In this article, we present six narratives from faculty across our department who have all implemented labor-based contract grading in their courses. Beginning with Scott Gage, our Director of FYC, who introduced labor-based contract grading to faculty in our department both as part of his ongoing interrogation and disruption of his own Whiteness and as part of the FYC program’s effort to support our student population in ways less racially violent. Scott’s narrative emphasizes the importance of self-interrogation, showing how changing our department’s assessment ecology has involved significant critical engagement both with ourselves and with our discipline. Importantly, Scott’s narrative also emphasizes the role writing program administrators (WPAs) can play in modeling vulnerability and self-interrogation as an opening tactic for disrupting White language supremacy and inviting antiracist transformations. Next, we offer narratives from Petra Baruca, Christen Barron, and Curt Meyer, who are all full-time lecturers in our FYC program. These narratives share each faculty member’s experiences with their incorporation of labor-based contract grading, including the ways each have adapted their contracts for their particular classrooms as well as the ways their use of contracts have fostered new ways of being in the classroom both for themselves as teachers and for their students as writers. For example, Petra, Christen, and Curt share how labor-based contract grading has invited greater self-awareness of power and positionality in their courses, leading to more equitable and empathetic classroom environments. We follow Petra, Christen, and Curt, with Ann Bliss, an associate professor of literature and Chair of the Department of Language, Literature, and Arts. Ann’s narrative offers insight both into faculty experience with labor-based contract grading in contexts beyond the FYC classroom and into the ways labor-based contracts invite the decentering of teacher authority over the writing students produce. Lastly, we share Lizbett Tinoco’s experiences. Lizbett, a tenure-track faculty member teaching rhetoric and writing courses at the undergraduate and graduate levels, cites her use of labor-based contracts as a pivotal moment of transformation in her relationship with assessment.
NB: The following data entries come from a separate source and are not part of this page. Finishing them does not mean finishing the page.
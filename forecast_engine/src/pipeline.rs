//! End-to-end forecast for one bar series.
//!
//! Steps, in order:
//! 1. engineer the feature table ([`features::engineer`])
//! 2. lay out partitions for the configured split ([`split::partitions`])
//! 3. fit on each training range and score on its evaluation range
//! 4. refit on the whole table and predict from the newest bar's features
//! 5. derive the signal and cut the charting window
//!
//! A run holds no state; the same series and config always give the same result.

use chrono::NaiveDate;
use market_data_ingestor::models::bar_series::BarSeries;
use tracing::{debug, info, warn};

use crate::{
    config::ForecastConfig,
    errors::ForecastError,
    features,
    history::{self, HistoryPoint},
    regressor::{NormalEquation, Regressor},
    signal::{self, Signal},
    split,
};

/// How the error estimate was obtained.
#[derive(Debug, Clone, PartialEq)]
pub struct Evaluation {
    /// `in_sample`, `holdout` or `walk_forward`.
    pub mode: &'static str,
    /// One RMSE per partition; the reported error is their mean.
    pub fold_rmse: Vec<f64>,
    /// Rows of the feature table the final model was fitted on.
    pub train_rows: usize,
}

#[derive(Debug, Clone, PartialEq)]
pub struct Forecast {
    pub ticker: String,
    /// Date of the newest bar.
    pub as_of: NaiveDate,
    pub current_price: f64,
    pub predicted_price: f64,
    pub change_percent: f64,
    pub signal: Signal,
    pub rmse: f64,
    pub evaluation: Evaluation,
    pub feature_count: usize,
    pub feature_names: Vec<String>,
    pub model_type: &'static str,
    pub history: Vec<HistoryPoint>,
}

/// Runs the pipeline with ordinary least squares configured from `config.prediction`.
pub fn forecast(series: &BarSeries, config: &ForecastConfig) -> Result<Forecast, ForecastError> {
    run_forecast(series, config, &NormalEquation::from(&config.prediction))
}

/// Runs the pipeline with any [`Regressor`].
///
/// `config` is validated first, so hand-built configs fail with
/// [`ForecastError::Config`] like parsed ones do.
pub fn run_forecast<R: Regressor>(
    series: &BarSeries,
    config: &ForecastConfig,
    regressor: &R,
) -> Result<Forecast, ForecastError> {
    config.validate()?;
    if config.features.label_in_features() {
        warn!(
            ticker = %series.symbol,
            model = regressor.model_type(),
            "same-day label is contained in a moving-average feature; \
             the prediction will track the current close"
        );
    }

    let table = features::engineer(series, &config.features)?;
    let parts = split::partitions(&config.split, table.len())?;

    let mut fold_rmse = Vec::with_capacity(parts.len());
    for (fold, part) in parts.iter().enumerate() {
        let params = regressor.fit(
            &table.design_matrix(part.train.clone()),
            &table.label_vector(part.train.clone()),
        )?;
        let score = regressor.evaluate(
            &params,
            &table.design_matrix(part.test.clone()),
            &table.label_vector(part.test.clone()),
        )?;
        debug!(
            fold,
            train = part.train.len(),
            test = part.test.len(),
            rmse = score,
            "scored partition"
        );
        fold_rmse.push(score);
    }
    let rmse = fold_rmse.iter().sum::<f64>() / fold_rmse.len() as f64;

    let all = 0..table.len();
    let params = regressor.fit(&table.design_matrix(all.clone()), &table.label_vector(all))?;
    let predicted_price = regressor.predict(&params, &table.latest.features)?;

    let current_price = series
        .latest_close()
        .ok_or(ForecastError::InsufficientHistory {
            rows: 0,
            min_rows: config.features.min_rows,
        })?;
    let change_percent = signal::change_percent(current_price, predicted_price);
    let signal = signal::generate_signal(current_price, predicted_price, &config.signal);

    info!(
        ticker = %series.symbol,
        as_of = %table.latest.date,
        current_price,
        predicted_price,
        rmse,
        %signal,
        mode = config.split.label(),
        "forecast complete"
    );

    Ok(Forecast {
        ticker: series.symbol.clone(),
        as_of: table.latest.date,
        current_price,
        predicted_price,
        change_percent,
        signal,
        rmse,
        evaluation: Evaluation {
            mode: config.split.label(),
            fold_rmse,
            train_rows: table.len(),
        },
        feature_count: table.feature_count(),
        feature_names: table.names.clone(),
        model_type: regressor.model_type(),
        history: history::recent_history(series, config.history.months),
    })
}
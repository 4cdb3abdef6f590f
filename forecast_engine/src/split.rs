//! Chronological train/evaluation partitioning.
//!
//! Every policy keeps time order: a training range always ends at or before the
//! start of its evaluation range, so no future row leaks into a fit. Shuffled
//! splits are deliberately absent.

use std::ops::Range;

use serde::{Deserialize, Serialize};

use crate::errors::ForecastError;

pub const DEFAULT_SPLIT_RATIO: f64 = 0.8;
pub const DEFAULT_FOLDS: usize = 5;

fn default_split_ratio() -> f64 {
    DEFAULT_SPLIT_RATIO
}

fn default_folds() -> usize {
    DEFAULT_FOLDS
}

/// How the feature table is divided for error estimation.
#[derive(Debug, Clone, Copy, PartialEq, Deserialize, Serialize)]
#[serde(tag = "mode", rename_all = "snake_case")]
pub enum SplitMode {
    /// Fit and score on the same rows. Optimistic; kept for comparison only.
    InSample,
    /// First `⌊n·split_ratio⌋` rows train, the rest score.
    Holdout {
        #[serde(default = "default_split_ratio")]
        split_ratio: f64,
    },
    /// Expanding-window folds over the tail of the table.
    WalkForward {
        #[serde(default = "default_folds")]
        folds: usize,
    },
}

impl Default for SplitMode {
    fn default() -> Self {
        SplitMode::Holdout {
            split_ratio: DEFAULT_SPLIT_RATIO,
        }
    }
}

impl SplitMode {
    /// Label reported alongside the error estimate.
    pub fn label(&self) -> &'static str {
        match self {
            SplitMode::InSample => "in_sample",
            SplitMode::Holdout { .. } => "holdout",
            SplitMode::WalkForward { .. } => "walk_forward",
        }
    }
}

/// One fit/score pair of row ranges into the feature table.
#[derive(Debug, Clone, PartialEq, Eq)]
pub struct Partition {
    pub train: Range<usize>,
    pub test: Range<usize>,
}

/// Lays out the partitions for a table of `n` rows.
///
/// Walk-forward follows the usual expanding-window layout: with
/// `test_size = n / (folds + 1)`, the test blocks tile the last
/// `folds * test_size` rows and each fold trains on everything before its block.
pub fn partitions(mode: &SplitMode, n: usize) -> Result<Vec<Partition>, ForecastError> {
    match *mode {
        SplitMode::InSample => {
            if n == 0 {
                return Err(ForecastError::InsufficientHistory { rows: 0, min_rows: 1 });
            }
            Ok(vec![Partition {
                train: 0..n,
                test: 0..n,
            }])
        }
        SplitMode::Holdout { split_ratio } => {
            let idx = (n as f64 * split_ratio).floor() as usize;
            if idx == 0 || idx >= n {
                return Err(ForecastError::InsufficientHistory { rows: n, min_rows: 2 });
            }
            Ok(vec![Partition {
                train: 0..idx,
                test: idx..n,
            }])
        }
        SplitMode::WalkForward { folds } => {
            let test_size = n / (folds + 1);
            if folds == 0 || test_size == 0 {
                return Err(ForecastError::InsufficientHistory {
                    rows: n,
                    min_rows: folds + 1,
                });
            }
            let first_test = n - folds * test_size;
            Ok((0..folds)
                .map(|fold| {
                    let start = first_test + fold * test_size;
                    Partition {
                        train: 0..start,
                        test: start..start + test_size,
                    }
                })
                .collect())
        }
    }
}

#[cfg(test)]
mod tests {
    use super::*;

    #[test]
    fn in_sample_scores_on_training_rows() {
        let parts = partitions(&SplitMode::InSample, 40).unwrap();
        assert_eq!(
            parts,
            vec![Partition {
                train: 0..40,
                test: 0..40
            }]
        );
    }

    #[test]
    fn holdout_splits_at_floor_of_ratio() {
        let parts = partitions(&SplitMode::Holdout { split_ratio: 0.8 }, 243).unwrap();
        // 243 * 0.8 = 194.4
        assert_eq!(
            parts,
            vec![Partition {
                train: 0..194,
                test: 194..243
            }]
        );
    }

    #[test]
    fn holdout_needs_both_sides() {
        let err = partitions(&SplitMode::Holdout { split_ratio: 0.8 }, 1).unwrap_err();
        assert!(matches!(err, ForecastError::InsufficientHistory { rows: 1, .. }));
    }

    #[test]
    fn walk_forward_matches_expanding_window_layout() {
        // 23 rows, 5 folds: test_size = 3, tests cover rows 8..23
        let parts = partitions(&SplitMode::WalkForward { folds: 5 }, 23).unwrap();
        let expected: Vec<Partition> = [8, 11, 14, 17, 20]
            .into_iter()
            .map(|s| Partition {
                train: 0..s,
                test: s..s + 3,
            })
            .collect();
        assert_eq!(parts, expected);
    }

    #[test]
    fn walk_forward_needs_a_row_per_block() {
        let err = partitions(&SplitMode::WalkForward { folds: 5 }, 5).unwrap_err();
        assert!(matches!(
            err,
            ForecastError::InsufficientHistory { rows: 5, min_rows: 6 }
        ));
    }

    #[test]
    fn training_never_overlaps_the_future() {
        for mode in [
            SplitMode::Holdout { split_ratio: 0.7 },
            SplitMode::WalkForward { folds: 4 },
        ] {
            for n in 10..60 {
                for p in partitions(&mode, n).unwrap() {
                    assert!(!p.train.is_empty());
                    assert!(!p.test.is_empty());
                    assert!(p.train.end <= p.test.start);
                    assert!(p.test.end <= n);
                }
            }
        }
    }

    #[test]
    fn labels() {
        assert_eq!(SplitMode::InSample.label(), "in_sample");
        assert_eq!(SplitMode::default().label(), "holdout");
        assert_eq!(SplitMode::WalkForward { folds: 3 }.label(), "walk_forward");
    }
}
Her narrative also suggests that fulfilling the antiracist potential of labor-based contract grading requires introducing graduate students to the practice.
Collectively, our narratives show how labor-based grading has started to transform our department’s assessment ecology both by inviting faculty to interrogate the ways our assessment practices can lead to harmful effects on students and by encouraging faculty to develop new orientations toward students and assessment at an HSI. Over the last three years, we have noticed a more empathetic and compassionate orientation toward our students, including a greater respect for, and inclusion of, students’ cultural and linguistic knowledges. In fact, this orientation has contributed to the development of our department’s antiracist and decolonial commitments; our department’s commitments have emerged from our increased sense of empathy and compassion. We have also observed in both programmatic- and department-level meetings increased recognition and explicit discussion of the ways assessment is a fraught, political practice that can reaffirm White language supremacy and inflict racialized violence on students. Lastly, our use of labor-based contract grading has fostered an assessment ecology in which faculty seem both conscious of and committed to decentering the hierarchical relationships and power structures traditional forms of assessment often create between teacher and student.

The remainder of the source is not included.